9/11 Memorial is forever open
The past few days have been full of gratitude and grief, happiness and sadness, remembrance and regret. This year’s anniversary of the attacks of Sept. 11, 2001, was a milestone unlike any of the nine anniversaries that preceded it.
At the center of the emotion that was broadcast all over the world was the opening of the National September 11 Memorial.
We would like to applaud the Port Authority of New York and New Jersey for making sure the opening even happened. Many forget that at one time the opening was slated for 2013 and not 2011. But the Port Authority and the construction workers it employs altered that timeline, noting the importance of the passing of a decade.
A tremendous amount of progress toward completing the memorial was made in just the last few months. The effort involved in pulling this opening off in time should make all New Yorkers and all Americans proud.
But as we did in the immediate days following 9/11, we must continue to live our lives. And while heeding William Faulkner’s words “The past is never dead, it’s not even past,” we must look to the future.
Last Friday, Senator Daniel Inouye, a Democrat from Hawaii, introduced legislation that would provide annual funding in the amount of $20 million to the National 9/11 Memorial and Museum. All federal funds appropriated would need to be matched by non-federal sources, such as by a combination of admissions fees, gifts and fundraising.
Senator Inouye is more than familiar with the significance of funding an institution like the National 9/11 Memorial and Museum. His home state has a similar institution, the Pearl Harbor Memorial, that has also benefited from federal funding.

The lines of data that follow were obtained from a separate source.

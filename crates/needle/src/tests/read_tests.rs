use std::io::Cursor;

use super::full_needle;
use crate::{Needle, NeedleError, Version};

#[test]
fn round_trip_v2_all_fields() {
    let n = full_needle();
    let bytes = n.encode(Version::V2).unwrap();
    let mut cur = Cursor::new(bytes.clone());

    let (decoded, consumed) = Needle::read_at(&mut cur, 0, Version::V2).unwrap();
    assert_eq!(decoded, n);
    assert_eq!(consumed as usize, bytes.len());
}

#[test]
fn round_trip_v1_plain() {
    let n = Needle::new(5, 0xcafe, b"version one".to_vec());
    let bytes = n.encode(Version::V1).unwrap();
    let mut cur = Cursor::new(bytes.clone());

    let (decoded, consumed) = Needle::read_at(&mut cur, 0, Version::V1).unwrap();
    assert_eq!(decoded, n);
    assert_eq!(consumed as usize, bytes.len());
}

#[test]
fn round_trip_without_optional_fields() {
    let n = Needle::new(1, 2, b"data only".to_vec());
    let bytes = n.encode(Version::V3).unwrap();
    let mut cur = Cursor::new(bytes);
    let (decoded, _) = Needle::read_at(&mut cur, 0, Version::V3).unwrap();
    assert_eq!(decoded, n);
}

#[test]
fn sequential_records_decode_back_to_back() {
    let a = full_needle();
    let b = Needle::new(43, 7, b"second".to_vec());

    let mut buf = a.encode(Version::V2).unwrap();
    let a_len = buf.len() as u64;
    buf.extend_from_slice(&b.encode(Version::V2).unwrap());

    let mut cur = Cursor::new(buf);
    let (da, ca) = Needle::read_at(&mut cur, 0, Version::V2).unwrap();
    let (db, _) = Needle::read_at(&mut cur, a_len, Version::V2).unwrap();
    assert_eq!(da, a);
    assert_eq!(db, b);
    assert_eq!(u64::from(ca), a_len);
}

#[test]
fn checksum_mismatch_is_corrupt() {
    let n = full_needle();
    let mut bytes = n.encode(Version::V2).unwrap();
    // flip a data byte (data starts right after the 16-byte header)
    bytes[16] ^= 0xFF;

    let mut cur = Cursor::new(bytes);
    let err = Needle::read_at(&mut cur, 0, Version::V2).unwrap_err();
    assert!(matches!(err, NeedleError::Corrupt { offset: 0, .. }));
}

#[test]
fn truncated_record_is_corrupt() {
    let n = full_needle();
    let bytes = n.encode(Version::V2).unwrap();
    let cut = bytes.len() - 3;

    let mut cur = Cursor::new(bytes[..cut].to_vec());
    let err = Needle::read_at(&mut cur, 0, Version::V2).unwrap_err();
    assert!(matches!(err, NeedleError::Corrupt { offset: 0, .. }));
}

#[test]
fn truncated_header_is_corrupt() {
    let mut cur = Cursor::new(vec![0u8; 10]);
    let err = Needle::read_at(&mut cur, 0, Version::V2).unwrap_err();
    assert!(matches!(err, NeedleError::Corrupt { .. }));
}

#[test]
fn corrupt_offset_reports_record_start() {
    let a = Needle::new(1, 0, b"first".to_vec());
    let mut buf = a.encode(Version::V2).unwrap();
    let second_start = buf.len() as u64;
    let b = full_needle();
    buf.extend_from_slice(&b.encode(Version::V2).unwrap());
    buf.truncate(buf.len() - 5);

    let mut cur = Cursor::new(buf);
    let (da, _) = Needle::read_at(&mut cur, 0, Version::V2).unwrap();
    assert_eq!(da, a);

    let err = Needle::read_at(&mut cur, second_start, Version::V2).unwrap_err();
    match err {
        NeedleError::Corrupt { offset, .. } => assert_eq!(offset, second_start),
        other => panic!("expected Corrupt, got {other:?}"),
    }
}

#[test]
fn skip_body_keeps_metadata_drops_payload() {
    let n = full_needle();
    let bytes = n.encode(Version::V2).unwrap();
    let total = bytes.len();

    let mut cur = Cursor::new(bytes);
    let (meta, consumed) = Needle::read_at_skip_body(&mut cur, 0, Version::V2).unwrap();

    assert_eq!(consumed as usize, total, "skip mode must still consume the padding");
    assert!(meta.data.is_empty());
    assert!(meta.pairs.is_empty());
    assert_eq!(meta.size as usize, n.data.len(), "payload length survives");
    assert_eq!(meta.id, n.id);
    assert_eq!(meta.cookie, n.cookie);
    assert_eq!(meta.name, n.name);
    assert_eq!(meta.mime, n.mime);
    assert_eq!(meta.last_modified, n.last_modified);
    assert_eq!(meta.ttl, n.ttl);
    assert_eq!(meta.flags, n.flags);
}

#[test]
fn skip_body_ignores_corrupt_payload() {
    let n = full_needle();
    let mut bytes = n.encode(Version::V2).unwrap();
    bytes[16] ^= 0xFF; // would fail CRC in full mode

    let mut cur = Cursor::new(bytes);
    assert!(Needle::read_at_skip_body(&mut cur, 0, Version::V2).is_ok());
}

#[test]
fn absurd_size_field_is_corrupt_not_oom() {
    let mut bytes = Vec::new();
    bytes.extend_from_slice(&1u32.to_be_bytes()); // cookie
    bytes.extend_from_slice(&1u64.to_be_bytes()); // id
    bytes.extend_from_slice(&u32::MAX.to_be_bytes()); // size
    bytes.extend_from_slice(&[0u8; 8]);

    let mut cur = Cursor::new(bytes);
    let err = Needle::read_at(&mut cur, 0, Version::V2).unwrap_err();
    assert!(matches!(err, NeedleError::Corrupt { .. }));
}
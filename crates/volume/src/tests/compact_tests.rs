use std::fs;

use anyhow::Result;
use tempfile::tempdir;

use needle::Version;
use needlemap::NeedleMapKind;

use super::helpers::{VID, create_volume, data_needle, hello_needle, reopen_volume};
use crate::{
    ScanNext, ScanOptions, Superblock, Volume, VolumeError, compact_volume, copy_live_needles,
    dat_path, scan_volume_file,
};

#[test]
fn copy_carries_only_the_live_set() -> Result<()> {
    let src = tempdir()?;
    let dst_dir = tempdir()?;
    {
        let mut vol = create_volume(src.path(), Version::V2);
        vol.append_needle(&data_needle(1, b"keep me"))?;
        vol.append_needle(&data_needle(2, b"stale"))?;
        vol.append_needle(&data_needle(2, b"fresh"))?; // supersedes
        vol.append_needle(&data_needle(3, b"doomed"))?;
        vol.delete_needle(3)?;
    }

    let mut dst = Volume::create(
        dst_dir.path(),
        "",
        VID,
        Superblock::new(Version::V2, 0, 0),
        true,
    )?;
    let copied = copy_live_needles(src.path(), "", VID, NeedleMapKind::Memory, &mut dst)?;

    assert_eq!(copied, 2);
    assert_eq!(dst.read_needle(1)?.data, b"keep me");
    assert_eq!(dst.read_needle(2)?.data, b"fresh");
    assert!(matches!(dst.read_needle(3), Err(VolumeError::NotFound(_))));
    Ok(())
}

#[test]
fn fully_deleted_volume_copies_nothing() -> Result<()> {
    let src = tempdir()?;
    let dst_dir = tempdir()?;
    {
        let mut vol = create_volume(src.path(), Version::V2);
        vol.append_needle(&data_needle(7, b"a"))?;
        vol.append_needle(&data_needle(7, b"bb"))?;
        vol.delete_needle(7)?;
    }

    let mut dst = Volume::create(
        dst_dir.path(),
        "",
        VID,
        Superblock::new(Version::V2, 0, 0),
        true,
    )?;
    let copied = copy_live_needles(src.path(), "", VID, NeedleMapKind::Memory, &mut dst)?;
    assert_eq!(copied, 0);
    assert!(dst.is_empty());
    Ok(())
}

#[test]
fn compact_swaps_in_a_smaller_volume() -> Result<()> {
    let dir = tempdir()?;
    {
        let mut vol = create_volume(dir.path(), Version::V2);
        vol.append_needle(&hello_needle())?;
        vol.append_needle(&data_needle(2, &vec![b'x'; 1000]))?;
        vol.append_needle(&data_needle(2, b"small now"))?;
        vol.append_needle(&data_needle(3, &vec![b'y'; 500]))?;
        vol.delete_needle(3)?;
    }
    let before = fs::metadata(dat_path(dir.path(), "", VID))?.len();

    let outcome = compact_volume(dir.path(), "", VID, NeedleMapKind::Memory)?;
    assert_eq!(outcome.copied, 2);
    assert!(outcome.reclaimed_bytes > 0);

    let after = fs::metadata(dat_path(dir.path(), "", VID))?.len();
    assert_eq!(before - after, outcome.reclaimed_bytes);

    // the temporaries are gone
    assert!(!dir.path().join("1.cpd").exists());
    assert!(!dir.path().join("1.cpx").exists());

    // the compacted volume opens clean and serves the survivors
    let vol = reopen_volume(dir.path());
    assert_eq!(vol.len(), 2);
    assert_eq!(vol.read_needle(42)?, hello_needle());
    assert_eq!(vol.read_needle(2)?.data, b"small now");
    assert!(matches!(vol.read_needle(3), Err(VolumeError::NotFound(_))));
    assert_eq!(vol.deleted_bytes(), 0);
    Ok(())
}

#[test]
fn compact_preserves_physical_order_of_survivors() -> Result<()> {
    let dir = tempdir()?;
    {
        let mut vol = create_volume(dir.path(), Version::V2);
        vol.append_needle(&data_needle(5, b"five"))?;
        vol.append_needle(&data_needle(9, b"nine"))?;
        vol.append_needle(&data_needle(1, b"one"))?;
    }

    compact_volume(dir.path(), "", VID, NeedleMapKind::Memory)?;

    let mut ids = Vec::new();
    scan_volume_file(
        dir.path(),
        "",
        VID,
        &ScanOptions::default(),
        |_| Ok(()),
        |n, _| {
            ids.push(n.id);
            Ok(ScanNext::Continue)
        },
    )?;
    assert_eq!(ids, vec![5, 9, 1]);
    Ok(())
}

#[test]
fn compact_keeps_the_pinned_version() -> Result<()> {
    let dir = tempdir()?;
    {
        let mut vol = create_volume(dir.path(), Version::V1);
        vol.append_needle(&data_needle(1, b"v1 data"))?;
    }

    compact_volume(dir.path(), "", VID, NeedleMapKind::Memory)?;

    let vol = reopen_volume(dir.path());
    assert_eq!(vol.version(), Version::V1);
    assert_eq!(vol.read_needle(1)?.data, b"v1 data");
    Ok(())
}

#[test]
fn compact_with_the_compact_map_matches_the_memory_map() -> Result<()> {
    let dir_a = tempdir()?;
    let dir_b = tempdir()?;
    for dir in [dir_a.path(), dir_b.path()] {
        let mut vol = create_volume(dir, Version::V2);
        for i in 1..=50u64 {
            vol.append_needle(&data_needle(i, format!("payload {i}").as_bytes()))?;
        }
        for i in (1..=50u64).step_by(3) {
            vol.delete_needle(i)?;
        }
        drop(vol);
    }

    let a = compact_volume(dir_a.path(), "", VID, NeedleMapKind::Memory)?;
    let b = compact_volume(dir_b.path(), "", VID, NeedleMapKind::Compact)?;
    assert_eq!(a, b);
    Ok(())
}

This legislation is supported by New York Senators Schumer and Gillibrand, Mayor Bloomberg and Governor Cuomo, and we support it as well. The attacks of 9/11 were clearly an attack on America, and supporting the site is at least partly a national responsibility.
There have been reports that Senator Inouye’s bill would immediately place the 9/11 Memorial and Museum under the jurisdiction of the U.S. Department of the Interior and therefore be designated a U.S. National Park.
That, however, is not the case, but the federal support needs to obtain a number of approvals and overcome some complex issues of titling and ownership of the site.
The federal contribution of $20 million would cover about one-third of the annual cost of operation and maintenance of the memorial and museum.
While entrance to the memorial will remain free, hopefully, this federal support would shave some of the “suggested admission fees” — currently in the range of $20 to $25 — which are envisioned when the museum formally opens.
While the 9/11 Museum is not yet open, we believe that it is wise and prudent to take action now to ensure that when it does open, it will remain and exist as a source of education and inspiration for future generations.